Stop at the line containing "use std::collections::BTreeSet;": every line of the listing from the first up to that one must be set down exactly.

DATA PROVIDED below:

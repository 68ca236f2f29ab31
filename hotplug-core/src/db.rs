//! On-disk device database and tag index.
//!
//! # Storage layout
//!
//! ```text
//! <root>/
//!   data/
//!     <key>.json        (one record per device, mode 0600)
//!   tags/
//!     <tag>/
//!       <key>           (empty marker file)
//! ```
//!
//! `<key>` is the devpath without its leading `/`, with every `/` replaced by
//! `!` (`/devices/usb1/1-1` → `devices!usb1!1-1`). A `<tag>` is always one
//! path component; see [`is_valid_tag`].

use std::collections::BTreeSet;
use std::path::{Path, PathBuf};

use chrono::{DateTime, Utc};
use serde::{Deserialize, Serialize};

use crate::error::{db_io_err, DbError};
use crate::types::{Action, DevPath, Device, SeqNum, Terminal};

/// Final state of a device as written after its event completed.
#[derive(Debug, Clone, PartialEq, Eq, Serialize, Deserialize)]
pub struct DeviceRecord {
    pub seqnum: SeqNum,
    pub terminal: Terminal,
    pub updated_at: DateTime<Utc>,
    pub device: Device,
}

impl DeviceRecord {
    pub fn new(seqnum: SeqNum, terminal: Terminal, device: Device) -> Self {
        Self {
            seqnum,
            terminal,
            updated_at: Utc::now(),
            device,
        }
    }
}

/// Device database used by the finalizer. Calls are synchronous and may block.
pub trait DeviceDb: Send + Sync + 'static {
    /// Store the final state of a device; a `remove` drops the record.
    fn persist(&self, record: &DeviceRecord) -> Result<(), DbError>;

    /// Drop every index entry that still points at `device`.
    fn remove_from_index(&self, device: &Device) -> Result<(), DbError>;
}

/// [`DeviceDb`] backed by plain files under one directory.
#[derive(Debug, Clone)]
pub struct FileDeviceDb {
    root: PathBuf,
}

impl FileDeviceDb {
    pub fn new(root: impl Into<PathBuf>) -> Self {
        Self { root: root.into() }
    }

    pub fn root(&self) -> &Path {
        &self.root
    }

    fn data_dir(&self) -> PathBuf {
        self.root.join("data")
    }

    fn tags_dir(&self) -> PathBuf {
        self.root.join("tags")
    }

    /// `<root>/data/<key>.json`. Pure, no I/O.
    pub fn record_path(&self, devpath: &DevPath) -> PathBuf {
        self.data_dir().join(format!("{}.json", db_key(devpath)))
    }

    /// `<root>/tags/<tag>/<key>`. Pure, no I/O.
    pub fn tag_path(&self, tag: &str, devpath: &DevPath) -> Result<PathBuf, DbError> {
        Ok(self.tag_dir(tag)?.join(db_key(devpath)))
    }

    fn tag_dir(&self, tag: &str) -> Result<PathBuf, DbError> {
        if !is_valid_tag(tag) {
            return Err(DbError::InvalidTag(tag.to_string()));
        }
        Ok(self.tags_dir().join(tag))
    }

    /// Load the record for `devpath`, `None` when absent.
    pub fn load(&self, devpath: &DevPath) -> Result<Option<DeviceRecord>, DbError> {
        let path = self.record_path(devpath);
        let contents = match std::fs::read_to_string(&path) {
            Ok(contents) => contents,
            Err(err) if err.kind() == std::io::ErrorKind::NotFound => return Ok(None),
            Err(err) => return Err(db_io_err(&path, err)),
        };
        Ok(Some(serde_json::from_str(&contents)?))
    }

    /// Keys of every device currently carrying `tag`, sorted.
    pub fn tagged(&self, tag: &str) -> Result<Vec<String>, DbError> {
        let dir = self.tag_dir(tag)?;
        let entries = match std::fs::read_dir(&dir) {
            Ok(entries) => entries,
            Err(err) if err.kind() == std::io::ErrorKind::NotFound => return Ok(vec![]),
            Err(err) => return Err(db_io_err(&dir, err)),
        };
        let mut keys: Vec<String> = entries
            .filter_map(|e| e.ok())
            .map(|e| e.file_name().to_string_lossy().into_owned())
            .collect();
        keys.sort();
        Ok(keys)
    }

    fn write_record(&self, record: &DeviceRecord) -> Result<(), DbError> {
        let dir = self.data_dir();
        ensure_dir(&dir)?;
        let path = self.record_path(&record.device.devpath);
        let tmp_path = path.with_extension("json.tmp");

        let json = serde_json::to_vec_pretty(record)?;
        std::fs::write(&tmp_path, json).map_err(|e| db_io_err(&tmp_path, e))?;
        set_file_permissions(&tmp_path)?;
        std::fs::rename(&tmp_path, &path).map_err(|e| db_io_err(&path, e))?;
        Ok(())
    }

    fn delete_record(&self, devpath: &DevPath) -> Result<(), DbError> {
        let path = self.record_path(devpath);
        match std::fs::remove_file(&path) {
            Ok(()) => Ok(()),
            Err(err) if err.kind() == std::io::ErrorKind::NotFound => Ok(()),
            Err(err) => Err(db_io_err(&path, err)),
        }
    }

    /// Drop the record and tag markers stored under `devpath`.
    fn forget(&self, devpath: &DevPath) -> Result<(), DbError> {
        if let Some(old) = self.load(devpath)? {
            for tag in &old.device.tags {
                remove_marker(&self.tag_path(tag, devpath)?)?;
            }
        }
        self.delete_record(devpath)
    }

    fn sync_tags(&self, device: &Device, previous: &BTreeSet<String>) -> Result<(), DbError> {
        for stale in previous.difference(&device.tags) {
            remove_marker(&self.tag_path(stale, &device.devpath)?)?;
        }
        for tag in &device.tags {
            let marker = self.tag_path(tag, &device.devpath)?;
            if let Some(parent) = marker.parent() {
                ensure_dir(parent)?;
            }
            std::fs::write(&marker, b"").map_err(|e| db_io_err(&marker, e))?;
        }
        Ok(())
    }
}

impl DeviceDb for FileDeviceDb {
    fn persist(&self, record: &DeviceRecord) -> Result<(), DbError> {
        let device = &record.device;
        if device.action == Action::Remove {
            return self.delete_record(&device.devpath);
        }
        if let Some(bad) = device.tags.iter().find(|tag| !is_valid_tag(tag)) {
            return Err(DbError::InvalidTag(bad.clone()));
        }
        let previous = self
            .load(&device.devpath)?
            .map(|old| old.device.tags)
            .unwrap_or_default();
        self.write_record(record)?;
        self.sync_tags(device, &previous)?;

        // A moved device is only known under its new path.
        match &device.devpath_old {
            Some(old) if *old != device.devpath => self.forget(old),
            _ => Ok(()),
        }
    }

    fn remove_from_index(&self, device: &Device) -> Result<(), DbError> {
        let dir = self.tags_dir();
        let entries = match std::fs::read_dir(&dir) {
            Ok(entries) => entries,
            Err(err) if err.kind() == std::io::ErrorKind::NotFound => return Ok(()),
            Err(err) => return Err(db_io_err(&dir, err)),
        };
        let key = db_key(&device.devpath);
        for entry in entries {
            let entry = entry.map_err(|e| db_io_err(&dir, e))?;
            remove_marker(&entry.path().join(&key))?;
        }
        Ok(())
    }
}

/// Whether `tag` can name its own directory under `tags/`.
pub fn is_valid_tag(tag: &str) -> bool {
    !tag.is_empty() && tag != "." && tag != ".." && !tag.contains(['/', '\\', '\0'])
}

/// File name used for a devpath inside the database.
pub fn db_key(devpath: &DevPath) -> String {
    devpath.as_str().trim_start_matches('/').replace('/', "!")
}

fn ensure_dir(dir: &Path) -> Result<(), DbError> {
    if !dir.exists() {
        std::fs::create_dir_all(dir).map_err(|e| db_io_err(dir, e))?;
    }
    Ok(())
}

fn remove_marker(path: &Path) -> Result<(), DbError> {
    match std::fs::remove_file(path) {
        Ok(()) => Ok(()),
        Err(err) if err.kind() == std::io::ErrorKind::NotFound => Ok(()),
        Err(err) => Err(db_io_err(path, err)),
    }
}

#[cfg(unix)]
fn set_file_permissions(path: &Path) -> Result<(), DbError> {
    use std::os::unix::fs::PermissionsExt;
    std::fs::set_permissions(path, std::fs::Permissions::from_mode(0o600))
        .map_err(|e| db_io_err(path, e))
}

#[cfg(not(unix))]
fn set_file_permissions(_path: &Path) -> Result<(), DbError> {
    Ok(())
}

End of DATA PROVIDED.

**PROBLEM SOLUTION:**
repository 68ca236f2f29ab31
filename hotplug-core/src/db.rs
//! On-disk device database and tag index.
//!
//! # Storage layout
//!
//! ```text
//! <root>/
//!   data/
//!     <key>.json        (one record per device, mode 0600)
//!   tags/
//!     <tag>/
//!       <key>           (empty marker file)
//! ```
//!
//! `<key>` is the devpath without its leading `/`, with every `/` replaced by
//! `!` (`/devices/usb1/1-1` → `devices!usb1!1-1`). A `<tag>` is always one
//! path component; see [`is_valid_tag`].

use std::collections::BTreeSet;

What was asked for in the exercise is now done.